▶ [WORK INSTRUCTIONS]
Find the string "derive" in the records. Copy every line it appears in.

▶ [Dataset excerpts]

+===+

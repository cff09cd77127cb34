//! 방 서버 설정 모듈
//!
//! CLI 플래그와 맵 설정 JSON 로드를 담당합니다. 맵 파일은 방 시작 시
//! 한 번만 읽으며 틱 루프 안에서는 디스크 I/O가 없습니다.

use std::path::PathBuf;

use anyhow::{Context, Result};
use clap::Parser;
use serde::Deserialize;
use tracing::info;

use crate::game::bot::Bot;
use crate::game::items::{Flag, WallPosition};
use crate::game::player::Player;

/// 방 서버 CLI 인자
///
/// 로비의 방 관리자가 방 프로세스를 띄울 때 전달합니다.
#[derive(Parser, Debug)]
#[command(author, version, about = "CTF 게임 방 서버")]
pub struct CliArgs {
    /// 리슨할 TCP 포트
    #[arg(long = "port", value_name = "PORT")]
    pub port: u16,

    /// 사용할 맵 ID
    #[arg(long = "map", value_name = "MAP_ID", default_value_t = 1)]
    pub map_id: u8,

    /// 수용할 플레이어 수
    #[arg(long = "players", value_name = "N", default_value_t = 1)]
    pub players: u32,
}

/// 맵 설정
///
/// ```json
/// {
///   "walls":   [{"StartPos":[y,x],"EndPos":[y,x]}],
///   "flags":   [{"teamID":6,"posx":..,"posy":..}],
///   "players": [{"number":2,"teamID":6,"X":..,"Y":..,
///                "dash":{"range":4,"cooldown":5},
///                "freeze":{"range":1,"cooldown":10}}],
///   "bot":     [players와 동일]
/// }
/// ```
///
/// `teamID`는 해당 팀 깃발의 셀 값(6 또는 7)입니다. 깃발은 로드 시
/// 현재 위치를 기지로 기억합니다.
#[derive(Debug, Deserialize)]
pub struct MapConfig {
    #[serde(default)]
    pub walls: Vec<WallPosition>,
    #[serde(default)]
    pub flags: Vec<Flag>,
    #[serde(default)]
    pub players: Vec<Player>,
    #[serde(default, rename = "bot")]
    pub bots: Vec<Bot>,
}

impl MapConfig {
    /// 맵 ID에 해당하는 설정 파일을 로드합니다.
    ///
    /// 맵 디렉토리는 `ROOM_MAP_DIR` 환경변수로 바꿀 수 있으며 기본값은
    /// `maps`입니다.
    pub fn load(map_id: u8) -> Result<Self> {
        let dir = std::env::var("ROOM_MAP_DIR").unwrap_or_else(|_| "maps".to_string());
        let path: PathBuf = [dir, format!("map_{}.json", map_id)].iter().collect();

        let raw = std::fs::read_to_string(&path)
            .with_context(|| format!("맵 설정 읽기 실패: {}", path.display()))?;
        let config: MapConfig = serde_json::from_str(&raw)
            .with_context(|| format!("맵 설정 파싱 실패: {}", path.display()))?;

        info!(
            "맵 로드 완료: id={} walls={} flags={} players={} bots={}",
            map_id,
            config.walls.len(),
            config.flags.len(),
            config.players.len(),
            config.bots.len()
        );
        Ok(config)
    }
}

+===+

▶ [ANSWER SECTION]
#[derive(Parser, Debug)]
#[derive(Debug, Deserialize)]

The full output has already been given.